### Stored items
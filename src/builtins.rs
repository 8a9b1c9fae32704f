//! Built-in operation registry and the global environment.
//!
//! Every primitive the language ships with is declared once in
//! [`BUILTIN_OPS`]: name, implementation kind, and arity. Functions take
//! evaluated arguments; special forms are evaluator callbacks that see
//! their operands raw. Keeping the registry a single flat table makes the
//! dispatch surface easy to audit.
//!
//! ## Numeric behavior
//!
//! Arithmetic and comparisons work over a two-kind numeric tower: `i64`
//! and `f64`. An integer meeting a float promotes the operation to float.
//! Integer operations are checked - overflow is reported, never wrapped -
//! and integer division by zero is an error, while float division by zero
//! yields an IEEE infinity.

use crate::env::Environment;
use crate::evaluator::{
    EvalContext, eval_and, eval_define, eval_if, eval_lambda, eval_or, eval_quote,
};
use crate::value::{Value, type_error};
use crate::EvalError;
use rustc_hash::FxHashMap;
use std::cell::RefCell;
use std::io::{self, Write};
use std::rc::Rc;
use std::sync::LazyLock;

/// How many arguments an operation accepts.
#[derive(Debug, Clone, Copy, PartialEq, Eq)]
pub enum Arity {
    Exact(usize),
    AtLeast(usize),
    Range(usize, usize),
    Any,
}

impl Arity {
    /// Check an actual argument count against this arity.
    pub fn validate(&self, got: usize) -> Result<(), EvalError> {
        match *self {
            Arity::Exact(n) if got != n => Err(EvalError::arity(n, got)),
            Arity::AtLeast(n) if got < n => Err(EvalError::arity(n, got)),
            Arity::Range(lo, _) if got < lo => Err(EvalError::arity(lo, got)),
            Arity::Range(_, hi) if got > hi => Err(EvalError::arity(hi, got)),
            _ => Ok(()),
        }
    }
}

/// A primitive function over evaluated arguments.
pub type BuiltinFn = fn(&[Value]) -> Result<Value, EvalError>;

/// A special form: raw operands, the environment, the current depth and
/// the evaluation context.
pub type SpecialFormFn =
    fn(&[Value], &Environment, usize, &EvalContext) -> Result<Value, EvalError>;

/// Implementation of a built-in operation.
#[derive(Clone, Copy)]
pub enum OpKind {
    /// Regular function applied to evaluated arguments.
    Function(BuiltinFn),
    /// Syntax handled by the evaluator with unevaluated operands.
    SpecialForm(SpecialFormFn),
}

impl std::fmt::Debug for OpKind {
    fn fmt(&self, f: &mut std::fmt::Formatter<'_>) -> std::fmt::Result {
        match self {
            OpKind::Function(_) => write!(f, "Function(<fn>)"),
            OpKind::SpecialForm(_) => write!(f, "SpecialForm(<fn>)"),
        }
    }
}

/// One entry of the builtin registry.
#[derive(Debug, Clone, Copy)]
pub struct BuiltinOp {
    pub name: &'static str,
    pub kind: OpKind,
    pub arity: Arity,
}

impl BuiltinOp {
    pub fn is_special_form(&self) -> bool {
        matches!(self.kind, OpKind::SpecialForm(_))
    }
}

//
// Builtin function implementations
//

/// A number as seen by the arithmetic primitives.
#[derive(Debug, Clone, Copy)]
enum Num {
    Int(i64),
    Float(f64),
}

impl Num {
    fn from_value(value: &Value) -> Result<Num, EvalError> {
        match value {
            Value::Integer(n) => Ok(Num::Int(*n)),
            Value::Float(x) => Ok(Num::Float(*x)),
            other => Err(type_error("number", other)),
        }
    }

    fn as_f64(self) -> f64 {
        match self {
            Num::Int(n) => n as f64,
            Num::Float(x) => x,
        }
    }

    fn into_value(self) -> Value {
        match self {
            Num::Int(n) => Value::Integer(n),
            Num::Float(x) => Value::Float(x),
        }
    }
}

fn num_add(a: Num, b: Num) -> Result<Num, EvalError> {
    match (a, b) {
        (Num::Int(x), Num::Int(y)) => x
            .checked_add(y)
            .map(Num::Int)
            .ok_or(EvalError::Overflow("addition")),
        _ => Ok(Num::Float(a.as_f64() + b.as_f64())),
    }
}

fn num_sub(a: Num, b: Num) -> Result<Num, EvalError> {
    match (a, b) {
        (Num::Int(x), Num::Int(y)) => x
            .checked_sub(y)
            .map(Num::Int)
            .ok_or(EvalError::Overflow("subtraction")),
        _ => Ok(Num::Float(a.as_f64() - b.as_f64())),
    }
}

fn num_mul(a: Num, b: Num) -> Result<Num, EvalError> {
    match (a, b) {
        (Num::Int(x), Num::Int(y)) => x
            .checked_mul(y)
            .map(Num::Int)
            .ok_or(EvalError::Overflow("multiplication")),
        _ => Ok(Num::Float(a.as_f64() * b.as_f64())),
    }
}

fn num_div(a: Num, b: Num) -> Result<Num, EvalError> {
    match (a, b) {
        (Num::Int(_), Num::Int(0)) => Err(EvalError::DivisionByZero),
        (Num::Int(x), Num::Int(y)) => x
            .checked_div(y)
            .map(Num::Int)
            .ok_or(EvalError::Overflow("division")),
        // Float division by zero is IEEE infinity, not an error.
        _ => Ok(Num::Float(a.as_f64() / b.as_f64())),
    }
}

fn builtin_add(args: &[Value]) -> Result<Value, EvalError> {
    let mut sum = Num::Int(0);
    for arg in args {
        sum = num_add(sum, Num::from_value(arg)?)?;
    }
    Ok(sum.into_value())
}

fn builtin_sub(args: &[Value]) -> Result<Value, EvalError> {
    match args {
        [single] => match Num::from_value(single)? {
            Num::Int(n) => n
                .checked_neg()
                .map(Value::Integer)
                .ok_or(EvalError::Overflow("negation")),
            Num::Float(x) => Ok(Value::Float(-x)),
        },
        [first, rest @ ..] => {
            let mut result = Num::from_value(first)?;
            for arg in rest {
                result = num_sub(result, Num::from_value(arg)?)?;
            }
            Ok(result.into_value())
        }
        [] => Err(EvalError::arity(1, 0)),
    }
}

fn builtin_mul(args: &[Value]) -> Result<Value, EvalError> {
    match args {
        [first, rest @ ..] => {
            let mut product = Num::from_value(first)?;
            for arg in rest {
                product = num_mul(product, Num::from_value(arg)?)?;
            }
            Ok(product.into_value())
        }
        [] => Err(EvalError::arity(1, 0)),
    }
}

fn builtin_div(args: &[Value]) -> Result<Value, EvalError> {
    match args {
        // Unary division is the reciprocal.
        [single] => num_div(Num::Int(1), Num::from_value(single)?).map(Num::into_value),
        [first, rest @ ..] => {
            let mut result = Num::from_value(first)?;
            for arg in rest {
                result = num_div(result, Num::from_value(arg)?)?;
            }
            Ok(result.into_value())
        }
        [] => Err(EvalError::arity(1, 0)),
    }
}

// Comparisons chain over adjacent pairs: (< 1 2 3) holds when 1 < 2 and
// 2 < 3. Mixed integer/float pairs compare as floats.
macro_rules! numeric_comparison {
    ($name:ident, $op:tt) => {
        fn $name(args: &[Value]) -> Result<Value, EvalError> {
            match args {
                [first, rest @ ..] if !rest.is_empty() => {
                    let mut prev = Num::from_value(first)?;
                    for value in rest {
                        let current = Num::from_value(value)?;
                        let holds = match (prev, current) {
                            (Num::Int(a), Num::Int(b)) => a $op b,
                            (a, b) => a.as_f64() $op b.as_f64(),
                        };
                        if !holds {
                            return Ok(Value::Bool(false));
                        }
                        prev = current;
                    }
                    Ok(Value::Bool(true))
                }
                _ => Err(EvalError::arity(2, args.len())),
            }
        }
    };
}

numeric_comparison!(builtin_lt, <);
numeric_comparison!(builtin_gt, >);
numeric_comparison!(builtin_le, <=);
numeric_comparison!(builtin_ge, >=);

/// `=` chains the structural equality predicate over adjacent pairs, so
/// `(= 1 1.0 1)` holds and `(= "a" "a")` holds too.
fn builtin_num_eq(args: &[Value]) -> Result<Value, EvalError> {
    match args {
        [first, rest @ ..] if !rest.is_empty() => {
            let mut prev = first;
            for value in rest {
                if !prev.structural_eq(value, 0)? {
                    return Ok(Value::Bool(false));
                }
                prev = value;
            }
            Ok(Value::Bool(true))
        }
        _ => Err(EvalError::arity(2, args.len())),
    }
}

fn builtin_eq(args: &[Value]) -> Result<Value, EvalError> {
    match args {
        [a, b] => a.structural_eq(b, 0).map(Value::Bool),
        _ => Err(EvalError::arity(2, args.len())),
    }
}

fn builtin_cons(args: &[Value]) -> Result<Value, EvalError> {
    match args {
        [car, cdr] => Ok(Value::cons(car.clone(), cdr.clone())),
        _ => Err(EvalError::arity(2, args.len())),
    }
}

fn builtin_car(args: &[Value]) -> Result<Value, EvalError> {
    match args {
        [Value::Pair(pair)] => Ok(pair.car.clone()),
        [other] => Err(type_error("pair", other)),
        _ => Err(EvalError::arity(1, args.len())),
    }
}

fn builtin_cdr(args: &[Value]) -> Result<Value, EvalError> {
    match args {
        [Value::Pair(pair)] => Ok(pair.cdr.clone()),
        [other] => Err(type_error("pair", other)),
        _ => Err(EvalError::arity(1, args.len())),
    }
}

fn builtin_list(args: &[Value]) -> Result<Value, EvalError> {
    Ok(Value::list(args.to_vec()))
}

fn builtin_null(args: &[Value]) -> Result<Value, EvalError> {
    match args {
        [value] => Ok(Value::Bool(value.is_nil())),
        _ => Err(EvalError::arity(1, args.len())),
    }
}

fn builtin_pair(args: &[Value]) -> Result<Value, EvalError> {
    match args {
        [value] => Ok(Value::Bool(matches!(value, Value::Pair(_)))),
        _ => Err(EvalError::arity(1, args.len())),
    }
}

fn builtin_not(args: &[Value]) -> Result<Value, EvalError> {
    match args {
        [value] => Ok(Value::Bool(!value.is_truthy())),
        _ => Err(EvalError::arity(1, args.len())),
    }
}

/// The full registry. Special forms live here alongside functions so that
/// one table documents the whole primitive surface; only functions are
/// bound as values in the global frame.
pub static BUILTIN_OPS: &[BuiltinOp] = &[
    // Arithmetic
    BuiltinOp { name: "+", kind: OpKind::Function(builtin_add), arity: Arity::AtLeast(0) },
    BuiltinOp { name: "-", kind: OpKind::Function(builtin_sub), arity: Arity::AtLeast(1) },
    BuiltinOp { name: "*", kind: OpKind::Function(builtin_mul), arity: Arity::AtLeast(1) },
    BuiltinOp { name: "/", kind: OpKind::Function(builtin_div), arity: Arity::AtLeast(1) },
    // Comparisons
    BuiltinOp { name: "<", kind: OpKind::Function(builtin_lt), arity: Arity::AtLeast(2) },
    BuiltinOp { name: ">", kind: OpKind::Function(builtin_gt), arity: Arity::AtLeast(2) },
    BuiltinOp { name: "<=", kind: OpKind::Function(builtin_le), arity: Arity::AtLeast(2) },
    BuiltinOp { name: ">=", kind: OpKind::Function(builtin_ge), arity: Arity::AtLeast(2) },
    BuiltinOp { name: "=", kind: OpKind::Function(builtin_num_eq), arity: Arity::AtLeast(2) },
    BuiltinOp { name: "eq?", kind: OpKind::Function(builtin_eq), arity: Arity::Exact(2) },
    // List operations
    BuiltinOp { name: "cons", kind: OpKind::Function(builtin_cons), arity: Arity::Exact(2) },
    BuiltinOp { name: "car", kind: OpKind::Function(builtin_car), arity: Arity::Exact(1) },
    BuiltinOp { name: "cdr", kind: OpKind::Function(builtin_cdr), arity: Arity::Exact(1) },
    BuiltinOp { name: "list", kind: OpKind::Function(builtin_list), arity: Arity::Any },
    BuiltinOp { name: "null?", kind: OpKind::Function(builtin_null), arity: Arity::Exact(1) },
    BuiltinOp { name: "pair?", kind: OpKind::Function(builtin_pair), arity: Arity::Exact(1) },
    BuiltinOp { name: "not", kind: OpKind::Function(builtin_not), arity: Arity::Exact(1) },
    // Special forms
    BuiltinOp { name: "quote", kind: OpKind::SpecialForm(eval_quote), arity: Arity::Exact(1) },
    BuiltinOp { name: "if", kind: OpKind::SpecialForm(eval_if), arity: Arity::Range(2, 3) },
    BuiltinOp { name: "define", kind: OpKind::SpecialForm(eval_define), arity: Arity::Exact(2) },
    BuiltinOp { name: "lambda", kind: OpKind::SpecialForm(eval_lambda), arity: Arity::Exact(2) },
    BuiltinOp { name: "and", kind: OpKind::SpecialForm(eval_and), arity: Arity::Any },
    BuiltinOp { name: "or", kind: OpKind::SpecialForm(eval_or), arity: Arity::Any },
];

/// Lazy name index over [`BUILTIN_OPS`].
static BUILTIN_INDEX: LazyLock<FxHashMap<&'static str, &'static BuiltinOp>> =
    LazyLock::new(|| BUILTIN_OPS.iter().map(|op| (op.name, op)).collect());

/// Find any registry entry by name.
pub fn find_op(name: &str) -> Option<&'static BuiltinOp> {
    BUILTIN_INDEX.get(name).copied()
}

/// Find a special form by name; the evaluator checks this before treating
/// a pair as a procedure application.
pub(crate) fn find_special_form(name: &str) -> Option<(Arity, SpecialFormFn)> {
    let op = find_op(name)?;
    match op.kind {
        OpKind::SpecialForm(form) => Some((op.arity, form)),
        OpKind::Function(_) => None,
    }
}

/// Create a global environment with every builtin function bound, writing
/// `display` output to stdout.
pub fn create_global_env() -> Environment {
    let stdout: Rc<RefCell<dyn Write>> = Rc::new(RefCell::new(io::stdout()));
    create_global_env_with_output(stdout)
}

/// Create a global environment whose `display` writes into the supplied
/// sink. Tests and embedders use this to capture output.
pub fn create_global_env_with_output(output: Rc<RefCell<dyn Write>>) -> Environment {
    let env = Environment::new();

    for op in BUILTIN_OPS {
        if let OpKind::Function(func) = op.kind {
            env.register_builtin(op.name, move |args| {
                op.arity.validate(args.len())?;
                func(args)
            });
        }
    }

    env.register_builtin("display", move |args| match args {
        [value] => {
            let mut sink = output.borrow_mut();
            // Strings display their contents unquoted; everything else
            // prints canonically. Sink failures are not language errors.
            let _ = match value {
                Value::Str(s) => write!(sink, "{s}"),
                other => write!(sink, "{other}"),
            };
            Ok(Value::Nil)
        }
        _ => Err(EvalError::arity(1, args.len())),
    });

    env
}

### Requirement
Copy every line in the records above that contains the word "this".

### Task response
    /// Check an actual argument count against this arity.
/// Find a special form by name; the evaluator checks this before treating
/// sink. Tests and embedders use this to capture output.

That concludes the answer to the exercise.